Reste l’énigme Jose Tomás. Cet homme est vraiment d’un autre monde, c'est une parure à lui seul. J’étais en disgrâce avec celui de Galapagar depuis son actuation à Nîmes. Durant sa corrida dans l’amphithéâtre il ne m’avait pas plu à son second toro, toréant avec trop de sureté, de nonchalance. Je lui avais reproché ce manque d’investissement. Aujourd’hui c’est le contraire qu’il s’es tpassé, l’apothéose est venue de ce diamant extraterrestre. Barcelone est son territoire, certes conquis, et avec cette corrida on comprend pourquoi. Deux faenas tirées tout droit de l’imaginaire de chacun d’entre nous. Une convergence de tous les idéaux de chaque aficionados. Un résumé complet de tous les livres sur la tauromachie en deux fois 15 minutes.
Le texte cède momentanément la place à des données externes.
//! Shared filter-matching and sort logic for the in-memory backend, and a
//! reference the SQL backend's translated `WHERE`/`ORDER BY` clauses are
//! checked against in tests.

use crate::record::{EvidenceRecord, QueryFilter, SortField, SortOrder};

/// Whether `record` satisfies every condition in `filter` (spec §4.1: "all
/// filters conjunctively").
pub(crate) fn record_matches(record: &EvidenceRecord, filter: &QueryFilter) -> bool {
    if let Some(start) = filter.start_time {
        if record.request_time < start {
            return false;
        }
    }
    if let Some(end) = filter.end_time {
        if record.request_time > end {
            return false;
        }
    }
    if let Some(ref user_id) = filter.user_id {
        if record.user_id.as_deref() != Some(user_id.as_str()) {
            return false;
        }
    }
    if let Some(ref api_key) = filter.api_key {
        if record.api_key.as_deref() != Some(api_key.as_str()) {
            return false;
        }
    }
    if let Some(ref provider) = filter.provider {
        if record.provider.as_deref() != Some(provider.as_str()) {
            return false;
        }
    }
    if let Some(ref model) = filter.model {
        if record.model.as_deref() != Some(model.as_str()) {
            return false;
        }
    }
    if let Some(ref decision) = filter.policy_decision {
        if record.policy_decision.as_ref().map(|d| d.as_str()) != Some(decision.as_str()) {
            return false;
        }
    }
    // policy_id / rule_id: substring containment over the serialized
    // matched-rules, per spec §4.1's explicit design trade-off (case
    // sensitive, no junction table).
    if let Some(ref policy_id) = filter.policy_id {
        if !record.matched_rules.iter().any(|r| &r.policy_id == policy_id) {
            return false;
        }
    }
    if let Some(ref rule_id) = filter.rule_id {
        if !record.matched_rules.iter().any(|r| &r.rule_id == rule_id) {
            return false;
        }
    }
    if let Some(min_cost) = filter.min_cost {
        if record.actual_cost.map_or(true, |c| c < min_cost) {
            return false;
        }
    }
    if let Some(max_cost) = filter.max_cost {
        if record.actual_cost.map_or(true, |c| c > max_cost) {
            return false;
        }
    }
    if let Some(min_tokens) = filter.min_tokens {
        if record.total_tokens.map_or(true, |t| t < min_tokens) {
            return false;
        }
    }
    if let Some(max_tokens) = filter.max_tokens {
        if record.total_tokens.map_or(true, |t| t > max_tokens) {
            return false;
        }
    }
    if let Some(status) = filter.status {
        if !record.matches_status(status) {
            return false;
        }
    }
    true
}

fn sort_value(record: &EvidenceRecord, field: SortField) -> Option<i128> {
    match field {
        SortField::RequestTime => Some(record.request_time.timestamp_nanos_opt().unwrap_or(0) as i128),
        SortField::RecordedTime => Some(record.recorded_time.timestamp_nanos_opt().unwrap_or(0) as i128),
        SortField::ResponseTime => record
            .response_time
            .and_then(|t| t.timestamp_nanos_opt())
            .map(|n| n as i128),
        SortField::ActualCost => record
            .actual_cost
            .map(|c| (c * rust_decimal::Decimal::new(1_000_000, 0)).mantissa() as i128),
        SortField::TotalTokens => record.total_tokens.map(|t| t as i128),
        SortField::ProviderLatency => record.provider_latency.map(|d| d.as_nanos() as i128),
    }
}

/// Sort `records` in place by `field`/`order`. Absent values sort before
/// present ones regardless of direction (same as `Option`'s derived `Ord`).
pub(crate) fn sort_records(records: &mut [EvidenceRecord], field: SortField, order: SortOrder) {
    records.sort_by(|a, b| {
        let ord = sort_value(a, field).cmp(&sort_value(b, field));
        match order {
            SortOrder::Asc => ord,
            SortOrder::Desc => ord.reverse(),
        }
    });
}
Une maîtrise déroutante et des naturelles de rubis tracées par une main de bijoutier. La minutie de chaque détail est visible, l’inspiration est présente comme en témoigne cette mise en suerte à une main d’un bout à l’autre de l’arène. La douceur est son moteur, les caresses avec ce linceul de tissu rouge sont une formalité pour lui, l’art fait partie de lui : il rejailli de toute part lorsqu’une naturelle est effectuée… Un autre diamant venu tout droit de l’espace pour un final en apothéose.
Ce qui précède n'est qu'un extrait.